● Exercise
Below are entries; print them exactly from the first line through the one containing "pub struct Model".

● Extracted information
──────────
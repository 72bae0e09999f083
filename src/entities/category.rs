//! Category entity - Groups products for browsing and reporting.
//!
//! Categories are soft-deletable: `deleted_at` doubles as the lifecycle flag
//! (NULL = active, set = trashed), paired with the user who trashed the row.

use sea_orm::entity::prelude::*;
use serde::{Deserialize, Serialize};

/// Category database model
#[derive(Clone, Debug, PartialEq, Eq, DeriveEntityModel, Serialize, Deserialize)]
#[sea_orm(table_name = "categories")]
pub struct Model {
    /// Unique identifier
    #[sea_orm(primary_key)]
    pub id: i64,
    /// Display name, unique case-insensitively across every lifecycle state
    pub name: String,
    /// Optional free-form description
    pub description: Option<String>,
    /// When the row was created
    pub created_at: DateTimeUtc,
    /// When the row was last modified
    pub updated_at: DateTimeUtc,
    /// Soft-delete stamp; NULL means the category is active
    pub deleted_at: Option<DateTimeUtc>,
    /// User who moved the category to the trash, if any
    pub deleted_by_id: Option<i64>,
}

/// Defines relationships between Category and other entities
#[derive(Copy, Clone, Debug, EnumIter, DeriveRelation)]
pub enum Relation {
    /// One category has many products
    #[sea_orm(has_many = "super::product::Entity")]
    Products,
    /// User who performed the soft delete
    #[sea_orm(
        belongs_to = "super::user::Entity",
        from = "Column::DeletedById",
        to = "super::user::Column::Id",
        on_update = "Cascade",
        on_delete = "SetNull"
    )]
    DeletedBy,
}

impl Related<super::product::Entity> for Entity {
    fn to() -> RelationDef {
        Relation::Products.def()
    }
}

impl Related<super::user::Entity> for Entity {
    fn to() -> RelationDef {
        Relation::DeletedBy.def()
    }
}

impl ActiveModelBehavior for ActiveModel {}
──────────
● Answer space
repository 72bae0e09999f083
filename src/entities/category.rs
//! Category entity - Groups products for browsing and reporting.
//!
//! Categories are soft-deletable: `deleted_at` doubles as the lifecycle flag
//! (NULL = active, set = trashed), paired with the user who trashed the row.

use sea_orm::entity::prelude::*;
use serde::{Deserialize, Serialize};

/// Category database model
#[derive(Clone, Debug, PartialEq, Eq, DeriveEntityModel, Serialize, Deserialize)]
#[sea_orm(table_name = "categories")]
pub struct Model {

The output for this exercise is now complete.